━━━ GIVEN DATA
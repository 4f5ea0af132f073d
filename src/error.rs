//! Error types for loading templates

use std::path::PathBuf;

use ariadne::{Color, Label, Report, ReportKind, Source};
use thiserror::Error;

/// Byte range in source text
pub type Span = std::ops::Range<usize>;

/// Position reported by the YAML layer
#[derive(Debug, Clone, Copy, PartialEq, Eq)]
pub struct SourceLocation {
    /// Byte offset into the source
    pub index: usize,
    /// 1-based line
    pub line: usize,
    /// 1-based column
    pub column: usize,
}

impl SourceLocation {
    pub fn span(&self) -> Span {
        self.index..self.index + 1
    }
}

#[derive(Error, Debug)]
pub enum ParseError {
    /// Malformed document, including duplicate mapping keys
    #[error("{}", format_syntax(.message, .location))]
    Syntax {
        message: String,
        location: Option<SourceLocation>,
    },

    /// A top-level section or one of its entries has the wrong shape
    #[error("invalid {section}: {message}")]
    InvalidSection { section: String, message: String },

    /// An intrinsic function with malformed arguments
    #[error("invalid {function}: {message}")]
    InvalidIntrinsic { function: String, message: String },

    #[error("cannot read template {path}: {source}")]
    Io {
        path: PathBuf,
        #[source]
        source: std::io::Error,
    },
}

fn format_syntax(message: &str, location: &Option<SourceLocation>) -> String {
    match location {
        Some(loc) => format!(
            "syntax error at line {} column {}: {}",
            loc.line, loc.column, message
        ),
        None => format!("syntax error: {}", message),
    }
}

impl ParseError {
    pub fn section(section: impl Into<String>, message: impl Into<String>) -> Self {
        Self::InvalidSection {
            section: section.into(),
            message: message.into(),
        }
    }

    pub fn intrinsic(function: impl Into<String>, message: impl Into<String>) -> Self {
        Self::InvalidIntrinsic {
            function: function.into(),
            message: message.into(),
        }
    }

    /// Source span if the error carries a location
    pub fn span(&self) -> Option<Span> {
        match self {
            Self::Syntax {
                location: Some(loc),
                ..
            } => Some(loc.span()),
            _ => None,
        }
    }

    /// Format the error with source context using ariadne
    ///
    /// Errors without a location fall back to their plain message.
    pub fn format(&self, source: &str, filename: &str) -> String {
        let (span, message) = match (self, self.span()) {
            (ParseError::Syntax { message, .. }, Some(span)) => (span, message),
            _ => return self.to_string(),
        };
        // The YAML layer may point one past the end on truncated input
        let end = source.len();
        let span = span.start.min(end)..span.end.min(end.max(1));

        let mut buf = Vec::new();
        let written = Report::build(ReportKind::Error, filename, span.start)
            .with_message(message)
            .with_label(
                Label::new((filename, span))
                    .with_message(message)
                    .with_color(Color::Red),
            )
            .finish()
            .write((filename, Source::from(source)), &mut buf);

        match written {
            Ok(()) => String::from_utf8_lossy(&buf).into_owned(),
            Err(_) => self.to_string(),
        }
    }
}

impl From<serde_yaml::Error> for ParseError {
    fn from(err: serde_yaml::Error) -> Self {
        let location = err.location().map(|loc| SourceLocation {
            index: loc.index(),
            line: loc.line(),
            column: loc.column(),
        });
        ParseError::Syntax {
            message: err.to_string(),
            location,
        }
    }
}
//! Rendering engine
//!
//! Rendering runs in three stages over an immutable [`Template`](crate::template::Template):
//!
//! 1. **Bind** - merge supplied parameter values with declared defaults and
//!    pseudo parameters into an [`Environment`]
//! 2. **Evaluate** - resolve intrinsic functions and named conditions lazily,
//!    memoizing conditions for the duration of one render
//! 3. **Build** - walk resources in declaration order, drop the ones whose
//!    condition is false, and assemble a [`RenderedDocument`](crate::document::RenderedDocument)
//!
//! Each render owns its environment and evaluator, so one template can be
//! rendered concurrently from several threads.

mod binder;
mod conditions;
mod config;
mod error;
mod eval;
mod graph;
mod suggest;

pub use binder::{bind, bind_with_config, Environment, Parameters};
pub use conditions::{resolve as resolve_condition, ConditionState};
pub use config::{ConfigError, OutputPolicy, RenderConfig};
pub use error::{EvalError, ParameterError};
pub use eval::{evaluate, Evaluator, PartialGraph};
pub use graph::{build, build_with_config};
pub use suggest::find_similar;
//! Error types for parameter binding and evaluation

use thiserror::Error;

/// Errors that can occur while binding parameters
#[derive(Debug, Clone, PartialEq, Error)]
pub enum ParameterError {
    /// No supplied value and no default
    #[error("missing value for parameter '{name}'")]
    Missing { name: String },

    /// Value outside the declared AllowedValues
    #[error("value '{value}' is not allowed for parameter '{name}' (allowed: {})", allowed.join(", "))]
    NotAllowed {
        name: String,
        value: String,
        allowed: Vec<String>,
    },

    /// Value of the wrong shape for the declared type
    #[error("parameter '{name}' expects {expected}, found {found}")]
    InvalidType {
        name: String,
        expected: String,
        found: String,
    },

    /// Pattern, length or range constraint failed
    #[error("parameter '{name}': {message}")]
    ConstraintViolated { name: String, message: String },

    /// AllowedPattern that does not compile
    #[error("parameter '{name}' has an invalid AllowedPattern '{pattern}': {message}")]
    InvalidPattern {
        name: String,
        pattern: String,
        message: String,
    },
}

impl ParameterError {
    pub fn missing(name: impl Into<String>) -> Self {
        Self::Missing { name: name.into() }
    }

    /// Name of the offending parameter
    pub fn name(&self) -> &str {
        match self {
            Self::Missing { name }
            | Self::NotAllowed { name, .. }
            | Self::InvalidType { name, .. }
            | Self::ConstraintViolated { name, .. }
            | Self::InvalidPattern { name, .. } => name,
        }
    }
}

/// Errors that can occur while evaluating expressions
#[derive(Debug, Clone, PartialEq, Error)]
pub enum EvalError {
    /// `Ref` or Sub placeholder naming nothing in the environment
    #[error("undefined reference '{name}'")]
    Undefined { name: String },

    /// Reference to a logical name that is not declared
    #[error("unknown resource '{name}'{}", format_suggestions(suggestions))]
    UnknownResource {
        name: String,
        suggestions: Vec<String>,
    },

    #[error("unknown condition '{name}'{}", format_suggestions(suggestions))]
    UnknownCondition {
        name: String,
        suggestions: Vec<String>,
    },

    #[error("{function}: expected {expected}, found {found}")]
    TypeMismatch {
        function: String,
        expected: String,
        found: String,
    },

    #[error("Fn::Select: index {index} out of range for list of length {len}")]
    IndexOutOfRange { index: usize, len: usize },

    #[error("Fn::FindInMap: no entry [{top_key}][{second_key}] in mapping '{map}'")]
    MapLookupFailed {
        map: String,
        top_key: String,
        second_key: String,
    },

    #[error("circular condition reference: {}", cycle.join(" -> "))]
    CyclicCondition { cycle: Vec<String> },

    /// Output depends on a resource excluded by its condition
    #[error("output '{output}' references excluded resource '{resource}'")]
    UnresolvedOutput { output: String, resource: String },

    #[error("no export named '{name}' to import")]
    UnknownImport { name: String },

    #[error("intrinsic function {function} is not supported")]
    Unsupported { function: String },
}

fn format_suggestions(suggestions: &[String]) -> String {
    if suggestions.is_empty() {
        String::new()
    } else {
        format!(" (did you mean {}?)", suggestions.join(", "))
    }
}

impl EvalError {
    pub fn undefined(name: impl Into<String>) -> Self {
        Self::Undefined { name: name.into() }
    }

    pub fn unknown_resource(name: impl Into<String>, suggestions: Vec<String>) -> Self {
        Self::UnknownResource {
            name: name.into(),
            suggestions,
        }
    }

    pub fn unknown_condition(name: impl Into<String>, suggestions: Vec<String>) -> Self {
        Self::UnknownCondition {
            name: name.into(),
            suggestions,
        }
    }

    pub fn type_mismatch(
        function: impl Into<String>,
        expected: impl Into<String>,
        found: impl Into<String>,
    ) -> Self {
        Self::TypeMismatch {
            function: function.into(),
            expected: expected.into(),
            found: found.into(),
        }
    }

    pub fn cyclic(cycle: Vec<String>) -> Self {
        Self::CyclicCondition { cycle }
    }

    /// Get suggestions if available
    pub fn suggestions(&self) -> Option<&[String]> {
        match self {
            Self::UnknownResource { suggestions, .. }
            | Self::UnknownCondition { suggestions, .. } => Some(suggestions),
            _ => None,
        }
    }
}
━━━━━━
AIM OF THE EXERCISE: Find the lines above with the word "start". Copy them out.

ANSWER TO THIS EXERCISE:
        let span = span.start.min(end)..span.end.min(end.max(1));
        let written = Report::build(ReportKind::Error, filename, span.start)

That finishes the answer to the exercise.